Family Meals: Staying In Can Be Healthy

Susan Bowerman, MS, RD, CSSD, CSOWM, FAND – Director, Worldwide Nutrition Education and Training
August 30, 2017

 

One of the most common reasons people choose quick food options rather than preparing meals at home is because they feel like they’re short on time. It’s certainly understandable—but when you have the right foods on hand, feeding everyone healthier meals becomes less of a chore. A recent report from the University of Washington shows that those who spend more time making food at home have a diet that’s lower in calories, sugar and fat.
#HerbalifeNutrition expert Susan Bowerman RD shares tips on preparing healthy meals for busy families http://hrbl.me/2vqOPsP Click To Tweet

 

Here are my favorite ways to move toward more homemade meals, even for busy families on the go:

 

  • Make a recipe stash: Use a system that works for you, whether it’s ripping recipes from a magazine and putting them in a binder, or bookmarking them on your computer or on an app so you can retrieve them easily. When you have reliable recipes you can turn to these during your planning sessions, it helps to keep mealtimes fresh, fun and interesting.

 

  • Create a routine: It doesn’t have to be “Taco Tuesday” and “Spaghetti Wednesday” every week, but sometimes guidelines can help cut down on decision paralysis. Designate a day or two for how you’ll eat, not necessarily what you’ll eat—like Meatless Mondays or having breakfast for dinner once a week.

 

  • Make a list, shop once a week: Pick a shopping day. Get input on your list from the family. Check to see if you’re low on your staples in the refrigerator, freezer and pantry so that you don’t waste time chasing them down during the rest of the week, and so that you can throw together a quick soup, curry or pasta dish at a moment’s notice. When you get to the store, take a few minutes to read food labels to help you choose healthy foods that fit your family’s tastes and budget.

 

  • Assign roles: Maybe your spouse is great with a knife—he or she would be perfect on chopping duty. Little kids can mix and help measure.
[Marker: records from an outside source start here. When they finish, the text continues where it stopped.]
//! Campaign lifecycle derivation
//!
//! The stored `status` column is a cache for observers; every eligibility
//! check and budget reservation derives the effective status from the row's
//! own figures instead of trusting it.

use crate::db::models::{Campaign, CampaignStatus};

/// Effective lifecycle status of a campaign at `now`.
///
/// Precedence: expiry beats exhaustion beats manual deactivation. A campaign
/// whose window or budget was extended by an admin patch derives back to
/// `Active` even while the stored column still says otherwise.
pub fn derive_status(campaign: &Campaign, now: i64) -> CampaignStatus {
    if now >= campaign.end_date {
        CampaignStatus::Expired
    } else if campaign.used_budget >= campaign.total_budget {
        CampaignStatus::BudgetExhausted
    } else if campaign.status == CampaignStatus::Inactive {
        CampaignStatus::Inactive
    } else {
        CampaignStatus::Active
    }
}

#[cfg(test)]
mod tests {
    use super::*;
    use crate::db::models::DiscountType;

    fn make_campaign() -> Campaign {
        Campaign {
            id: 1,
            name: "test".to_string(),
            description: None,
            discount_type: DiscountType::Cart,
            discount_percentage: Some(10.0),
            discount_flat: None,
            start_date: 1_000,
            end_date: 10_000,
            total_budget: 100.0,
            used_budget: 0.0,
            max_usage_per_customer_per_day: 1,
            min_cart_value: 0.0,
            max_discount_amount: None,
            is_targeted: false,
            status: CampaignStatus::Active,
            created_at: 0,
            updated_at: 0,
        }
    }

    #[test]
    fn test_active_within_window() {
        let c = make_campaign();
        assert_eq!(derive_status(&c, 5_000), CampaignStatus::Active);
    }

    #[test]
    fn test_expired_at_end_date() {
        // Window is [start, end): the end instant itself is expired
        let c = make_campaign();
        assert_eq!(derive_status(&c, 10_000), CampaignStatus::Expired);
        assert_eq!(derive_status(&c, 9_999), CampaignStatus::Active);
    }

    #[test]
    fn test_exhausted_when_budget_consumed() {
        let mut c = make_campaign();
        c.used_budget = 100.0;
        assert_eq!(derive_status(&c, 5_000), CampaignStatus::BudgetExhausted);
    }

    #[test]
    fn test_expiry_beats_exhaustion() {
        let mut c = make_campaign();
        c.used_budget = 100.0;
        assert_eq!(derive_status(&c, 20_000), CampaignStatus::Expired);
    }

    #[test]
    fn test_inactive_respected_while_valid() {
        let mut c = make_campaign();
        c.status = CampaignStatus::Inactive;
        assert_eq!(derive_status(&c, 5_000), CampaignStatus::Inactive);
        // Expiry still wins over manual deactivation
        assert_eq!(derive_status(&c, 20_000), CampaignStatus::Expired);
    }

    #[test]
    fn test_stale_exhausted_flag_derives_back_to_active() {
        let mut c = make_campaign();
        c.status = CampaignStatus::BudgetExhausted;
        c.used_budget = 40.0; // budget was raised since the flag was written
        assert_eq!(derive_status(&c, 5_000), CampaignStatus::Active);
    }
}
And some folks are best suited for cleanup duty. Give everyone a part they can do with little or no complaints.

 

  • Think fast and easy: How many times did you buy a whole spaghetti squash with the best of intentions, only to watch it rot slowly over time in the back of the bottom fridge drawer? Reach for shortcuts such as frozen veggies, pre-washed greens and pre-cooked or pre-seasoned meat to help cut down on cooking and prep time.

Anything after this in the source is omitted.